We've told you again and again: Exit polls tell us how voters say they voted, but the voters can't tell pollsters if their vote will be counted. In Mexico, counting the vote is an art, not a science -- and Calderon's ruling crew is very artful indeed. The PAN-controlled
official electoral commission, not surprisingly, has announced that the presidential tally is too close to call.
On the ground in Mexico City, our news team reports accusations from inside the Obrador campaign that operatives of the PAN had access to voter files which are supposed to be the sole property of the nation's electoral commission.
We are not surprised.
This past Friday, we reported that the US Federal Bureau of Investigation had obtained Mexico's voter files under a secret "counterterrorism" contract with database company ChoicePoint of Alpharetta, Georgia. (See BUSH TEAM HELPS RULING PARTY "FLORIDIZE" MEXICAN PRESIDENTIAL ELECTION)
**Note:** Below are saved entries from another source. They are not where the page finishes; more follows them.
//! Word lists and extraction patterns shared by the parser and decomposer

use indexmap::IndexMap;
use once_cell::sync::Lazy;
use probe_core::TargetType;
use regex::Regex;

/// Field names recognised in goal text, longest alternatives first
const FIELD_KEYS: &str = r"email\s+address|e-mail|email|confirm(?:ation)?\s+password|password\s+confirmation|repeat\s+password|password|passcode|user\s?name|first\s+name|last\s+name|full\s+name|display\s+name|name|phone\s+number|telephone|phone|mobile|street\s+address|address|city|state|zip\s+code|zip|postal\s+code|postcode|country|company|organization|website|url|message|comments?|subject|search|query|age|quantity|card\s+number|cvv|expiry|birthday|date\s+of\s+birth";

const VALUE: &str = r#"(?:"([^"]*)"|'([^']*)'|(\S+))"#;

static URL: Lazy<Regex> = Lazy::new(|| {
    Regex::new(r"(?i)\b((?:https?://|www\.)[^\s,;]+|localhost(?::\d+)?(?:/[^\s,;]*)?)")
        .expect("valid regex")
});

static FIELD_WITH: Lazy<Regex> = Lazy::new(|| {
    Regex::new(&format!(
        r"(?i)\b({})\s+(?:field|input|box|textbox)\s+(?:with|to|as)\s+{}",
        FIELD_KEYS, VALUE
    ))
    .expect("valid regex")
});

static ENTER_INTO: Lazy<Regex> = Lazy::new(|| {
    Regex::new(&format!(
        r"(?i)\b(?:enter|type|input|put|use)\s+{}\s+(?:in|into|as|for)\s+(?:the\s+)?({})\b",
        VALUE, FIELD_KEYS
    ))
    .expect("valid regex")
});

static KEY_VALUE: Lazy<Regex> = Lazy::new(|| {
    Regex::new(&format!(
        r"(?i)\b({})\b\s*(?:(?:is|as|of|to|for)\s+|[=:]\s*)?{}",
        FIELD_KEYS, VALUE
    ))
    .expect("valid regex")
});

static GENERATED: Lazy<Regex> = Lazy::new(|| {
    Regex::new(&format!(
        r"(?i)\b(?:an?\s+)?(?:random|generated|fake|unique|new\s+random)\s+({})\b",
        FIELD_KEYS
    ))
    .expect("valid regex")
});

static REFERENCED: Lazy<Regex> = Lazy::new(|| {
    Regex::new(&format!(r"(?i)\b(?:that|the\s+same|this)\s+({})\b", FIELD_KEYS))
        .expect("valid regex")
});

static EMAIL: Lazy<Regex> = Lazy::new(|| {
    Regex::new(r"[A-Za-z0-9._%+-]+@[A-Za-z0-9.-]+\.[A-Za-z]{2,}").expect("valid regex")
});

static SUBMISSION: Lazy<Regex> = Lazy::new(|| {
    Regex::new(r"(?i)\b(submit|sign\s*up|register|log\s*in|sign\s*in|subscribe|send|check\s*out|checkout|place\s+(?:an?\s+|the\s+)?order)\b")
        .expect("valid regex")
});

static SUBMIT_LIKE: Lazy<Regex> = Lazy::new(|| {
    Regex::new(r"(?i)\b(submit|sign\s*up|register|log\s*in|login|sign\s*in|send|continue|place\s+order|save|create\s+account)\b")
        .expect("valid regex")
});

static THAT_REFERENCE: Lazy<Regex> =
    Lazy::new(|| Regex::new(r"(?i)\bthat\b").expect("valid regex"));

static ROLE_SUFFIX: Lazy<Regex> = Lazy::new(|| {
    Regex::new(r"(?i)^(.*?)\s+(button|btn|link|check\s?box|box|tab|icon|field|input|radio|option|dropdown)$")
        .expect("valid regex")
});

static PAGE_INTENTS: Lazy<Vec<(Regex, &'static str)>> = Lazy::new(|| {
    [
        (
            r"(?i)^(?:please\s+)?(?:sign\s*up|register|create\s+(?:a\s+)?(?:new\s+)?account)\b",
            "/signup",
        ),
        (r"(?i)^(?:please\s+)?(?:log\s*in|sign\s*in)\b", "/login"),
        (r"(?i)^(?:please\s+)?(?:check\s*out|checkout)\b", "/checkout"),
        (r"(?i)^(?:please\s+)?contact\b", "/contact"),
    ]
    .into_iter()
    .map(|(pattern, path)| (Regex::new(pattern).expect("valid regex"), path))
    .collect()
});

static NAMED_PAGE: Lazy<Regex> = Lazy::new(|| {
    Regex::new(r"(?i)^(?:please\s+)?(?:go|navigate|browse|head)\s+to\s+(?:the\s+)?([a-z][a-z0-9 -]*?)\s+page\b")
        .expect("valid regex")
});

/// Unquoted tokens that can never be a field value
const STOPWORDS: &[&str] = &[
    "and", "with", "field", "the", "a", "an", "then", "input", "box", "random", "generated",
    "fake", "unique", "new", "into", "in", "on", "for", "to", "is", "as", "of", "from", "that",
    "it", "this", "some", "any", "dropdown", "menu", "list", "checkbox", "button", "link",
];

/// Field data found in goal text
#[derive(Debug, Clone, Default, PartialEq)]
pub struct FormData {
    /// Normalized key to value; empty value means "generate one"
    pub data: IndexMap<String, String>,
    /// Keys whose values must be synthesized, in order of mention
    pub generated: Vec<String>,
    /// Keys whose values come from an earlier step ("that email")
    pub referenced: Vec<String>,
}

impl FormData {
    pub fn is_empty(&self) -> bool {
        self.data.is_empty()
    }
}

/// First URL-like token in the text, with a scheme added when it had none
pub fn extract_url(text: &str) -> Option<String> {
    URL.captures(text)
        .map(|caps| clean_value(&caps[1]))
        .filter(|url| !url.is_empty())
        .map(|url| with_scheme(&url))
}

fn with_scheme(url: &str) -> String {
    let lower = url.to_lowercase();
    if lower.starts_with("http://") || lower.starts_with("https://") {
        url.to_string()
    } else if lower.starts_with("localhost") {
        format!("http://{}", url)
    } else {
        format!("https://{}", url)
    }
}

/// Relative path implied by a leading page verb ("Sign up ..." ⇒ `/signup`)
pub fn page_path_for(phrase: &str) -> Option<String> {
    let phrase = phrase.trim();
    if let Some((_, path)) = PAGE_INTENTS.iter().find(|(re, _)| re.is_match(phrase)) {
        return Some((*path).to_string());
    }
    NAMED_PAGE.captures(phrase).map(|caps| {
        let slug = caps[1].trim().to_lowercase().split_whitespace().collect::<Vec<_>>().join("-");
        format!("/{}", slug)
    })
}

/// Canonical key for a field name as written in a goal
pub fn normalize_field_key(raw: &str) -> String {
    let key = raw
        .split_whitespace()
        .collect::<Vec<_>>()
        .join(" ")
        .to_lowercase();
    let canonical = match key.as_str() {
        "email address" | "e-mail" | "email" => "email",
        "confirm password" | "confirmation password" | "password confirmation"
        | "repeat password" => "confirm_password",
        "password" | "passcode" => "password",
        "user name" | "username" => "username",
        "full name" | "display name" | "name" => "name",
        "phone number" | "telephone" | "phone" | "mobile" => "phone",
        "street address" | "address" => "address",
        "zip code" | "zip" | "postal code" | "postcode" => "zip",
        "comment" | "comments" | "message" => "message",
        "query" | "search" => "search",
        "organization" | "company" => "company",
        "url" | "website" => "website",
        "birthday" | "date of birth" => "birthdate",
        other => return other.replace(' ', "_"),
    };
    canonical.to_string()
}

/// Strip wrapping punctuation a sentence leaves on a token
pub fn clean_value(raw: &str) -> String {
    raw.trim()
        .trim_start_matches('(')
        .trim_end_matches(|c: char| matches!(c, '.' | ',' | ';' | ':' | '!' | '?' | ')'))
        .to_string()
}

fn captured_value(caps: &regex::Captures<'_>, first: usize) -> Option<(String, bool)> {
    if let Some(m) = caps.get(first).or_else(|| caps.get(first + 1)) {
        return Some((m.as_str().to_string(), true));
    }
    caps.get(first + 2)
        .map(|m| (clean_value(m.as_str()), false))
}

fn is_stopword(value: &str) -> bool {
    STOPWORDS.contains(&value.to_lowercase().as_str())
}

/// Pull field/value pairs out of goal text.
///
/// Explicit forms win over loose `key value` adjacency: `the email field
/// with x`, `enter x into the email`, then `email x` / `email: x`.
pub fn extract_form_data(text: &str) -> FormData {
    let mut form = FormData::default();
    let mut taken: Vec<(usize, usize)> = Vec::new();

    for caps in FIELD_WITH.captures_iter(text) {
        let whole = caps.get(0).map(|m| (m.start(), m.end())).unwrap_or_default();
        if let Some((value, _)) = captured_value(&caps, 2) {
            form.data.insert(normalize_field_key(&caps[1]), value);
            taken.push(whole);
        }
    }

    for caps in ENTER_INTO.captures_iter(text) {
        let whole = caps.get(0).map(|m| (m.start(), m.end())).unwrap_or_default();
        if overlaps(&taken, whole) {
            continue;
        }
        if let Some((value, quoted)) = captured_value(&caps, 1) {
            if quoted || !is_stopword(&value) {
                form.data.insert(normalize_field_key(&caps[4]), value);
                taken.push(whole);
            }
        }
    }

    for caps in GENERATED.captures_iter(text) {
        let whole = caps.get(0).map(|m| (m.start(), m.end())).unwrap_or_default();
        if overlaps(&taken, whole) {
            continue;
        }
        let key = normalize_field_key(&caps[1]);
        if !form.data.contains_key(&key) {
            form.data.insert(key.clone(), String::new());
            form.generated.push(key);
        }
        taken.push(whole);
    }

    for caps in REFERENCED.captures_iter(text) {
        let whole = caps.get(0).map(|m| (m.start(), m.end())).unwrap_or_default();
        if overlaps(&taken, whole) {
            continue;
        }
        let key = normalize_field_key(&caps[1]);
        if !form.data.contains_key(&key) {
            form.data.insert(key.clone(), String::new());
            form.referenced.push(key);
        }
        taken.push(whole);
    }

    for caps in KEY_VALUE.captures_iter(text) {
        let whole = caps.get(0).map(|m| (m.start(), m.end())).unwrap_or_default();
        if overlaps(&taken, whole) {
            continue;
        }
        let key = normalize_field_key(&caps[1]);
        if form.data.contains_key(&key) {
            continue;
        }
        if let Some((value, quoted)) = captured_value(&caps, 2) {
            if quoted || (!value.is_empty() && !is_stopword(&value)) {
                form.data.insert(key, value);
                taken.push(whole);
            }
        }
    }

    if !form.data.contains_key("email") {
        if let Some(m) = EMAIL.find(text) {
            form.data.insert("email".to_string(), clean_value(m.as_str()));
        }
    }

    form
}

fn overlaps(taken: &[(usize, usize)], (start, end): (usize, usize)) -> bool {
    taken.iter().any(|&(s, e)| start < e && s < end)
}

/// Goal wording implies a form gets submitted
pub fn implies_submission(text: &str) -> bool {
    SUBMISSION.is_match(text)
}

/// Click target that already performs a submission
pub fn is_submit_like(target: &str) -> bool {
    SUBMIT_LIKE.is_match(target)
}

/// Step refers back to a value produced earlier ("use that email")
pub fn references_prior_value(text: &str) -> bool {
    THAT_REFERENCE.is_match(text)
}

/// Split a trailing role word off a target ("terms checkbox" ⇒ ("terms", Checkbox))
pub fn split_role_word(target: &str) -> (String, Option<TargetType>) {
    let target = target.trim();
    match ROLE_SUFFIX.captures(target) {
        Some(caps) if !caps[1].trim().is_empty() => {
            let role = caps[2].to_lowercase().replace(' ', "");
            let kind = match role.as_str() {
                "checkbox" | "box" => Some(TargetType::Checkbox),
                "dropdown" => Some(TargetType::Field),
                other => TargetType::from_role_word(other),
            };
            (caps[1].trim().to_string(), kind)
        }
        _ => (target.to_string(), None),
    }
}

#[cfg(test)]
mod tests {
    use super::*;

    #[test]
    fn test_extract_key_value_pairs() {
        let form = extract_form_data(
            "Sign up for a new account with email test@example.com and password SecurePass123",
        );
        assert_eq!(form.data.get("email").map(String::as_str), Some("test@example.com"));
        assert_eq!(form.data.get("password").map(String::as_str), Some("SecurePass123"));
        assert_eq!(form.data.len(), 2);
        assert!(form.generated.is_empty());
    }

    #[test]
    fn test_extract_field_with_and_quoted() {
        let form = extract_form_data(r#"fill the email field with a@b.co and name "Jane Doe""#);
        assert_eq!(form.data["email"], "a@b.co");
        assert_eq!(form.data["name"], "Jane Doe");
    }

    #[test]
    fn test_extract_enter_into() {
        let form = extract_form_data("enter shoes into the search box");
        assert_eq!(form.data["search"], "shoes");
    }

    #[test]
    fn test_extract_generated_values() {
        let form = extract_form_data("register with a random email and password \"Secret1!\"");
        assert_eq!(form.data["email"], "");
        assert_eq!(form.generated, vec!["email".to_string()]);
        assert_eq!(form.data["password"], "Secret1!");
    }

    #[test]
    fn test_extract_referenced_values() {
        let form = extract_form_data("log in with that email and password hunter22");
        assert_eq!(form.data["email"], "");
        assert_eq!(form.referenced, vec!["email".to_string()]);
        assert!(form.generated.is_empty());
        assert_eq!(form.data["password"], "hunter22");
    }

    #[test]
    fn test_trailing_punctuation_is_trimmed() {
        let form = extract_form_data("login with email me@x.io, password hunter2.");
        assert_eq!(form.data["email"], "me@x.io");
        assert_eq!(form.data["password"], "hunter2");
    }

    #[test]
    fn test_stopwords_are_not_values() {
        let form = extract_form_data("fill in the email and password");
        assert!(form.is_empty());
    }

    #[test]
    fn test_normalize_field_key() {
        assert_eq!(normalize_field_key("E-mail"), "email");
        assert_eq!(normalize_field_key("Zip  Code"), "zip");
        assert_eq!(normalize_field_key("first name"), "first_name");
        assert_eq!(normalize_field_key("Confirm Password"), "confirm_password");
    }

    #[test]
    fn test_page_paths() {
        assert_eq!(page_path_for("Sign up for an account"), Some("/signup".to_string()));
        assert_eq!(page_path_for("log in as admin"), Some("/login".to_string()));
        assert_eq!(page_path_for("go to the order history page"), Some("/order-history".to_string()));
        assert_eq!(page_path_for("accept terms and submit"), None);
    }

    #[test]
    fn test_urls() {
        assert_eq!(
            extract_url("open http://localhost:8081/test/forms."),
            Some("http://localhost:8081/test/forms".to_string())
        );
        assert_eq!(
            extract_url("visit localhost:3000/login"),
            Some("http://localhost:3000/login".to_string())
        );
        assert_eq!(
            extract_url("open www.example.com/pricing"),
            Some("https://www.example.com/pricing".to_string())
        );
        assert_eq!(extract_url("no url here"), None);
    }

    #[test]
    fn test_role_words() {
        assert_eq!(
            split_role_word("terms checkbox"),
            ("terms".to_string(), Some(TargetType::Checkbox))
        );
        assert_eq!(
            split_role_word("Sign In button"),
            ("Sign In".to_string(), Some(TargetType::Button))
        );
        assert_eq!(split_role_word("submit"), ("submit".to_string(), None));
    }

    #[test]
    fn test_submission_wording() {
        assert!(implies_submission("Sign up with email a@b.co"));
        assert!(implies_submission("log in"));
        assert!(!implies_submission("fill the name field with Bob"));
        assert!(is_submit_like("submit button"));
        assert!(!is_submit_like("terms checkbox"));
    }
}
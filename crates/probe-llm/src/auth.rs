//! Credential lookup for the Anthropic API
//!
//! `CLAUDE_CODE_OAUTH_TOKEN` wins when set; otherwise the variable named by
//! `llm.api_key_env` (default `ANTHROPIC_API_KEY`) is used.

use probe_core::{ProbeError, Result};
use std::env;

pub const OAUTH_TOKEN_ENV: &str = "CLAUDE_CODE_OAUTH_TOKEN";

/// Resolve the token to send, or an auth error naming both variables
pub fn get_auth_token(api_key_env: &str) -> Result<String> {
    if let Some(token) = env::var(OAUTH_TOKEN_ENV).ok().filter(|t| !t.is_empty()) {
        tracing::debug!("Using OAuth token from {}", OAUTH_TOKEN_ENV);
        return Ok(token);
    }

    if let Some(key) = env::var(api_key_env).ok().filter(|k| !k.is_empty()) {
        tracing::debug!("Using API key from {}", api_key_env);
        return Ok(key);
    }

    Err(ProbeError::Auth(format!(
        "No credentials found. Set {} or {}",
        OAUTH_TOKEN_ENV, api_key_env
    )))
}

/// Whether credentials are present, without logging
pub fn has_credentials(api_key_env: &str) -> bool {
    [OAUTH_TOKEN_ENV, api_key_env]
        .iter()
        .any(|var| env::var(var).map(|v| !v.is_empty()).unwrap_or(false))
}

#[cfg(test)]
mod tests {
    use super::*;
    use std::sync::Mutex;

    // Tests in this module mutate process environment
    static ENV_LOCK: Mutex<()> = Mutex::new(());

    fn with_env_vars<F, R>(vars: &[(&str, Option<&str>)], f: F) -> R
    where
        F: FnOnce() -> R,
    {
        let _guard = ENV_LOCK.lock().unwrap_or_else(|e| e.into_inner());
        let originals: Vec<_> = vars.iter().map(|(k, _)| (*k, env::var(k).ok())).collect();
        for (key, value) in vars {
            match value {
                Some(v) => env::set_var(key, v),
                None => env::remove_var(key),
            }
        }
        let result = f();
        for (key, original) in originals {
            match original {
                Some(v) => env::set_var(key, v),
                None => env::remove_var(key),
            }
        }
        result
    }

    #[test]
    fn test_oauth_token_wins() {
        with_env_vars(
            &[(OAUTH_TOKEN_ENV, Some("oauth")), ("PROBE_TEST_KEY_A", Some("key"))],
            || assert_eq!(get_auth_token("PROBE_TEST_KEY_A").unwrap(), "oauth"),
        );
    }

    #[test]
    fn test_configured_variable_is_used() {
        with_env_vars(
            &[(OAUTH_TOKEN_ENV, None), ("PROBE_TEST_KEY_B", Some("key-b"))],
            || {
                assert_eq!(get_auth_token("PROBE_TEST_KEY_B").unwrap(), "key-b");
                assert!(has_credentials("PROBE_TEST_KEY_B"));
            },
        );
    }

    #[test]
    fn test_missing_credentials() {
        with_env_vars(
            &[(OAUTH_TOKEN_ENV, None), ("PROBE_TEST_KEY_C", Some(""))],
            || {
                let err = get_auth_token("PROBE_TEST_KEY_C").unwrap_err();
                assert!(matches!(err, ProbeError::Auth(_)));
                assert!(err.to_string().contains("PROBE_TEST_KEY_C"));
                assert!(!has_credentials("PROBE_TEST_KEY_C"));
            },
        );
    }
}
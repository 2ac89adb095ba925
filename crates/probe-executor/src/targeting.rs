//! Executable steps and the selector queue each one works through

use once_cell::sync::Lazy;
use probe_browser::ElementAction;
use probe_core::FieldType;
use regex::Regex;
use std::collections::VecDeque;
use std::time::Duration;
use url::Url;

static PRESENCE: Lazy<Regex> = Lazy::new(|| {
    Regex::new(
        r"(?i)^\s*(?:the\s+)?(.+?)\s+(?:is|are)\s+(not\s+)?(?:visible|shown|present|displayed|there)\s*$",
    )
    .expect("valid regex")
});

static EXISTENCE: Lazy<Regex> = Lazy::new(|| {
    Regex::new(r"(?i)^\s*(?:the\s+)?(.+?)\s+(exists|appears|does\s+not\s+exist|doesn't\s+exist)\s*$")
        .expect("valid regex")
});

/// One driver-level unit of work. A multi-field fill expands to several.
#[derive(Debug, Clone, PartialEq)]
pub enum Step {
    Navigate {
        url: String,
    },
    Click {
        target: String,
    },
    /// Put `value` into the field called `key`. `selector` is set when form
    /// inference already located it.
    Field {
        key: String,
        value: String,
        selector: Option<String>,
        field_type: Option<FieldType>,
    },
    Select {
        target: String,
        label: String,
    },
    Assert {
        expected: String,
    },
    Pause(Duration),
    WaitFor {
        selector: String,
    },
}

impl Step {
    /// Steps that act on an element have selectors to work through
    pub fn is_targeted(&self) -> bool {
        matches!(
            self,
            Self::Click { .. } | Self::Field { .. } | Self::Select { .. }
        )
    }

    pub fn describe(&self) -> String {
        match self {
            Self::Navigate { url } => format!("navigate to {}", url),
            Self::Click { target } => format!("click {}", target),
            Self::Field { key, .. } => format!("fill {}", key),
            Self::Select { target, label } => format!("select {} in {}", label, target),
            Self::Assert { expected } => format!("verify {}", expected),
            Self::Pause(d) => format!("wait {}ms", d.as_millis()),
            Self::WaitFor { selector } => format!("wait for {}", selector),
        }
    }
}

/// What to do with the element once located
#[derive(Debug, Clone, PartialEq, Eq)]
pub enum Interaction {
    Click,
    Fill(String),
    /// Choose the option with this value on the located `<select>`
    Select(String),
    /// Element is already in the requested state
    Noop,
}

impl Interaction {
    /// Equivalent in-page action for rescue scripts
    pub fn rescue_action(&self) -> Option<ElementAction> {
        match self {
            Self::Click => Some(ElementAction::Click),
            Self::Fill(v) => Some(ElementAction::Fill(v.clone())),
            Self::Select(v) => Some(ElementAction::Select(v.clone())),
            Self::Noop => None,
        }
    }
}

/// Selectors located for a step plus the interaction they support
#[derive(Debug, Clone, PartialEq)]
pub struct Located {
    pub selectors: Vec<String>,
    pub interaction: Interaction,
}

/// Selector queue for one step across its attempts.
///
/// Starts unresolved. Locating loads a queue, [`advance`](Self::advance)
/// moves to the next candidate and running out resets to unresolved so the
/// next attempt locates again against a fresh snapshot.
#[derive(Debug, Default)]
pub struct Targeting {
    queue: VecDeque<String>,
    current: Option<String>,
    interaction: Option<Interaction>,
    attempted: Vec<String>,
}

impl Targeting {
    pub fn new() -> Self {
        Self::default()
    }

    pub fn is_resolved(&self) -> bool {
        self.current.is_some() && self.interaction.is_some()
    }

    pub fn load(&mut self, located: Located) {
        self.queue = located.selectors.into();
        self.current = self.queue.pop_front();
        self.interaction = Some(located.interaction);
    }

    pub fn current(&self) -> Option<&str> {
        self.current.as_deref()
    }

    pub fn interaction(&self) -> Option<&Interaction> {
        self.interaction.as_ref()
    }

    /// Remember that `selector` was tried
    pub fn record(&mut self, selector: &str) {
        if !self.attempted.iter().any(|s| s == selector) {
            self.attempted.push(selector.to_string());
        }
    }

    /// Move to the next queued selector. Returns false, and drops back to
    /// unresolved, when the queue is empty.
    pub fn advance(&mut self) -> bool {
        match self.queue.pop_front() {
            Some(next) => {
                self.current = Some(next);
                true
            }
            None => {
                self.current = None;
                self.interaction = None;
                false
            }
        }
    }

    /// Put suggested selectors ahead of the queue and switch to the first
    /// one not tried yet
    pub fn substitute(&mut self, suggestions: Vec<String>) -> bool {
        let fresh: Vec<String> = suggestions
            .into_iter()
            .filter(|s| !self.attempted.contains(s))
            .collect();
        if fresh.is_empty() || self.interaction.is_none() {
            return false;
        }
        for selector in fresh.into_iter().rev() {
            self.queue.push_front(selector);
        }
        self.advance()
    }

    pub fn attempted(&self) -> &[String] {
        &self.attempted
    }

    pub fn into_attempted(self) -> Vec<String> {
        self.attempted
    }
}

/// Whether a fill value asks for a toggle to be on
pub fn is_truthy(value: &str) -> bool {
    matches!(
        value.trim().to_lowercase().as_str(),
        "true" | "yes" | "on" | "checked" | "check" | "1" | "y"
    )
}

pub fn is_falsy(value: &str) -> bool {
    matches!(
        value.trim().to_lowercase().as_str(),
        "false" | "no" | "off" | "unchecked" | "uncheck" | "0" | "n"
    )
}

/// Presence test parsed from a conditional predicate
#[derive(Debug, Clone, PartialEq, Eq)]
pub struct Presence {
    pub subject: String,
    pub expected: bool,
}

/// "the cookie banner is visible" ⇒ subject "cookie banner", expected present.
/// Anything else tests for the whole predicate as page text.
pub fn parse_predicate(predicate: &str) -> Presence {
    if let Some(caps) = PRESENCE.captures(predicate) {
        return Presence {
            subject: caps[1].trim().to_string(),
            expected: caps.get(2).is_none(),
        };
    }
    if let Some(caps) = EXISTENCE.captures(predicate) {
        let verb = caps[2].to_lowercase();
        return Presence {
            subject: caps[1].trim().to_string(),
            expected: !verb.contains("not") && !verb.contains("n't"),
        };
    }
    Presence {
        subject: predicate.trim().to_string(),
        expected: true,
    }
}

/// Resolve a navigation target against the current page.
///
/// Absolute URLs pass through; relative ones need a parseable base.
pub fn join_url(base: &str, target: &str) -> String {
    // "localhost:3000/x" parses with "localhost" as its scheme
    if target.to_lowercase().starts_with("localhost") {
        return format!("http://{}", target);
    }
    if Url::parse(target).is_ok() {
        return target.to_string();
    }
    match Url::parse(base).and_then(|b| b.join(target)) {
        Ok(joined) if !joined.cannot_be_a_base() => joined.to_string(),
        _ => target.to_string(),
    }
}

/// First `max` characters, on a char boundary
pub fn truncate_chars(text: &str, max: usize) -> &str {
    match text.char_indices().nth(max) {
        Some((idx, _)) => &text[..idx],
        None => text,
    }
}

#[cfg(test)]
mod tests {
    use super::*;

    fn located(selectors: &[&str]) -> Located {
        Located {
            selectors: selectors.iter().map(|s| s.to_string()).collect(),
            interaction: Interaction::Click,
        }
    }

    #[test]
    fn test_targeting_walks_queue_then_unresolves() {
        let mut targeting = Targeting::new();
        assert!(!targeting.is_resolved());

        targeting.load(located(&["#a", "#b"]));
        assert_eq!(targeting.current(), Some("#a"));
        targeting.record("#a");
        assert!(targeting.advance());
        assert_eq!(targeting.current(), Some("#b"));
        targeting.record("#b");
        assert!(!targeting.advance());
        assert!(!targeting.is_resolved());
        assert_eq!(targeting.attempted(), ["#a", "#b"]);
    }

    #[test]
    fn test_substitute_skips_tried_selectors() {
        let mut targeting = Targeting::new();
        targeting.load(located(&["#a", "#b"]));
        targeting.record("#a");

        assert!(targeting.substitute(vec!["#a".to_string(), "#x".to_string()]));
        assert_eq!(targeting.current(), Some("#x"));
        assert!(targeting.advance());
        assert_eq!(targeting.current(), Some("#b"));
        assert!(!targeting.substitute(vec!["#a".to_string()]));
    }

    #[test]
    fn test_parse_predicate() {
        assert_eq!(
            parse_predicate("the cookie banner is visible"),
            Presence {
                subject: "cookie banner".to_string(),
                expected: true
            }
        );
        assert_eq!(
            parse_predicate("error message is not shown"),
            Presence {
                subject: "error message".to_string(),
                expected: false
            }
        );
        assert!(!parse_predicate("#promo doesn't exist").expected);
        assert_eq!(parse_predicate("Welcome back").subject, "Welcome back");
    }

    #[test]
    fn test_join_url() {
        assert_eq!(
            join_url("http://localhost:3000/home", "/signup"),
            "http://localhost:3000/signup"
        );
        assert_eq!(
            join_url("http://localhost/", "https://example.com/login"),
            "https://example.com/login"
        );
        assert_eq!(join_url("about:blank", "/signup"), "/signup");
        assert_eq!(
            join_url("about:blank", "localhost:3000/login"),
            "http://localhost:3000/login"
        );
        assert_eq!(join_url("", "/signup"), "/signup");
    }

    #[test]
    fn test_truthiness_and_truncation() {
        assert!(is_truthy("Yes"));
        assert!(is_falsy("off"));
        assert!(!is_truthy("Technology"));
        assert_eq!(truncate_chars("héllo", 2), "hé");
        assert_eq!(truncate_chars("hi", 10), "hi");
    }
}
The FBI's contractor states that, following the arrest of ChoicePoint agents by the Mexican
government, the company returned or destroyed its files. The firm claims not to have known collecting this information violated Mexican law. Such files can be useful in challenging a voter's right to cast a ballot or in preventing that vote from counting.
It is, of course, impossible to know if the FBI destroyed its own copy of the files of Mexico's voter rolls obtained by Choicepoint or if these were then used to illegally assist the Calderon candidacy.
But we can see the results: as in the US, first in Florida then in Ohio, the exit polls are at odds with "official" polls.
The foreign mainstream press has already announced, despite the polling discrepancies, that Mexico's elections were fair and clean -- which would be a first for that country where Obrador's party has seen its candidates defeated by "blatant fraud" before. The change this time is that the fraud is simply less blatant.